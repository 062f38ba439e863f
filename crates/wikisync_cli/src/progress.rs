//! Progress reporting for sync runs.
//!
//! Every [`SyncProgress`] event maps to one structured tracing call; the
//! subscriber installed in `main` decides how it is rendered.

use std::sync::Arc;

use wikisync::sync::{Classification, ProgressCallback, SyncProgress};

/// Logging reporter using tracing for structured output.
pub struct LoggingReporter;

impl LoggingReporter {
    pub fn new() -> Self {
        Self
    }

    /// Convert to a ProgressCallback for the library.
    pub fn as_callback(self: &Arc<Self>) -> ProgressCallback {
        let reporter = Arc::clone(self);
        Box::new(move |event| reporter.handle(event))
    }

    pub fn handle(&self, event: SyncProgress) {
        match event {
            SyncProgress::LoadingLedger { file } => {
                tracing::info!(file = %file, "Loading ledger");
            }

            SyncProgress::LedgerLoaded {
                assets,
                documents,
                fresh,
            } => {
                if fresh {
                    tracing::info!("No ledger published yet, every item counts as new");
                } else {
                    tracing::info!(assets, documents, "Ledger loaded");
                }
            }

            SyncProgress::UpToDate { items } => {
                tracing::info!(items, "Published ledger matches, nothing to do");
            }

            SyncProgress::SyncingItems { total } => {
                tracing::info!(total = ?total, "Syncing items");
            }

            SyncProgress::ItemSynced {
                id,
                namespace,
                classification,
                unchanged_remotely,
            } => match classification {
                Classification::Unchanged => {
                    tracing::debug!(id, namespace = %namespace, "Unchanged");
                }
                _ if unchanged_remotely => {
                    tracing::info!(
                        id,
                        namespace = %namespace,
                        classification = %classification,
                        "Already up to date on the wiki"
                    );
                }
                _ => {
                    tracing::info!(
                        id,
                        namespace = %namespace,
                        classification = %classification,
                        "Written"
                    );
                }
            },

            SyncProgress::ItemProcessed { id, processed } => {
                tracing::debug!(id, processed, "Item processed");
            }

            SyncProgress::AssetUnavailable { id, reason } => {
                tracing::warn!(id, reason = %reason, "Asset unavailable, document only");
            }

            SyncProgress::PersistingLedger {
                assets,
                documents,
                final_checkpoint,
            } => {
                if final_checkpoint {
                    tracing::info!(assets, documents, "Saving final ledger");
                } else {
                    tracing::debug!(assets, documents, "Saving ledger checkpoint");
                }
            }

            SyncProgress::LedgerPersisted { unchanged } => {
                tracing::debug!(unchanged, "Ledger saved");
            }

            SyncProgress::RetryBackoff {
                operation,
                retry_after_ms,
                attempt,
            } => {
                tracing::warn!(
                    operation = %operation,
                    retry_after_ms,
                    attempt,
                    "Retrying after failure"
                );
            }

            SyncProgress::ShutdownObserved { processed } => {
                tracing::warn!(processed, "Stopping early on shutdown request");
            }

            SyncProgress::Warning { message } => {
                tracing::warn!(message = %message, "Warning");
            }

            SyncProgress::SyncComplete { report } => {
                tracing::info!(
                    processed = report.processed,
                    assets_written = report.assets.written(),
                    documents_written = report.documents.written(),
                    checkpoints = report.checkpoints,
                    "Sync finished"
                );
            }

            _ => {}
        }
    }
}

impl Default for LoggingReporter {
    fn default() -> Self {
        Self::new()
    }
}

.....

TASK REQUIREMENTS:
Copy all the entries verbatim.

RESULT OF THE TASK:
repository 062f38ba439e863f
filename crates/wikisync_cli/src/progress.rs
//! Progress reporting for sync runs.
//!
//! Every [`SyncProgress`] event maps to one structured tracing call; the
//! subscriber installed in `main` decides how it is rendered.

use std::sync::Arc;

use wikisync::sync::{Classification, ProgressCallback, SyncProgress};

/// Logging reporter using tracing for structured output.
pub struct LoggingReporter;

impl LoggingReporter {
    pub fn new() -> Self {
        Self
    }

    /// Convert to a ProgressCallback for the library.
    pub fn as_callback(self: &Arc<Self>) -> ProgressCallback {
        let reporter = Arc::clone(self);
        Box::new(move |event| reporter.handle(event))
    }

    pub fn handle(&self, event: SyncProgress) {
        match event {
            SyncProgress::LoadingLedger { file } => {
                tracing::info!(file = %file, "Loading ledger");
            }

            SyncProgress::LedgerLoaded {
                assets,
                documents,
                fresh,
            } => {
                if fresh {
                    tracing::info!("No ledger published yet, every item counts as new");
                } else {
                    tracing::info!(assets, documents, "Ledger loaded");
                }
            }

            SyncProgress::UpToDate { items } => {
                tracing::info!(items, "Published ledger matches, nothing to do");
            }

            SyncProgress::SyncingItems { total } => {
                tracing::info!(total = ?total, "Syncing items");
            }

            SyncProgress::ItemSynced {
                id,
                namespace,
                classification,
                unchanged_remotely,
            } => match classification {
                Classification::Unchanged => {
                    tracing::debug!(id, namespace = %namespace, "Unchanged");
                }
                _ if unchanged_remotely => {
                    tracing::info!(
                        id,
                        namespace = %namespace,
                        classification = %classification,
                        "Already up to date on the wiki"
                    );
                }
                _ => {
                    tracing::info!(
                        id,
                        namespace = %namespace,
                        classification = %classification,
                        "Written"
                    );
                }
            },

            SyncProgress::ItemProcessed { id, processed } => {
                tracing::debug!(id, processed, "Item processed");
            }

            SyncProgress::AssetUnavailable { id, reason } => {
                tracing::warn!(id, reason = %reason, "Asset unavailable, document only");
            }

            SyncProgress::PersistingLedger {
                assets,
                documents,
                final_checkpoint,
            } => {
                if final_checkpoint {
                    tracing::info!(assets, documents, "Saving final ledger");
                } else {
                    tracing::debug!(assets, documents, "Saving ledger checkpoint");
                }
            }

            SyncProgress::LedgerPersisted { unchanged } => {
                tracing::debug!(unchanged, "Ledger saved");
            }

            SyncProgress::RetryBackoff {
                operation,
                retry_after_ms,
                attempt,
            } => {
                tracing::warn!(
                    operation = %operation,
                    retry_after_ms,
                    attempt,
                    "Retrying after failure"
                );
            }

            SyncProgress::ShutdownObserved { processed } => {
                tracing::warn!(processed, "Stopping early on shutdown request");
            }

            SyncProgress::Warning { message } => {
                tracing::warn!(message = %message, "Warning");
            }

            SyncProgress::SyncComplete { report } => {
                tracing::info!(
                    processed = report.processed,
                    assets_written = report.assets.written(),
                    documents_written = report.documents.written(),
                    checkpoints = report.checkpoints,
                    "Sync finished"
                );
            }

            _ => {}
        }
    }
}

impl Default for LoggingReporter {
    fn default() -> Self {
        Self::new()
    }
}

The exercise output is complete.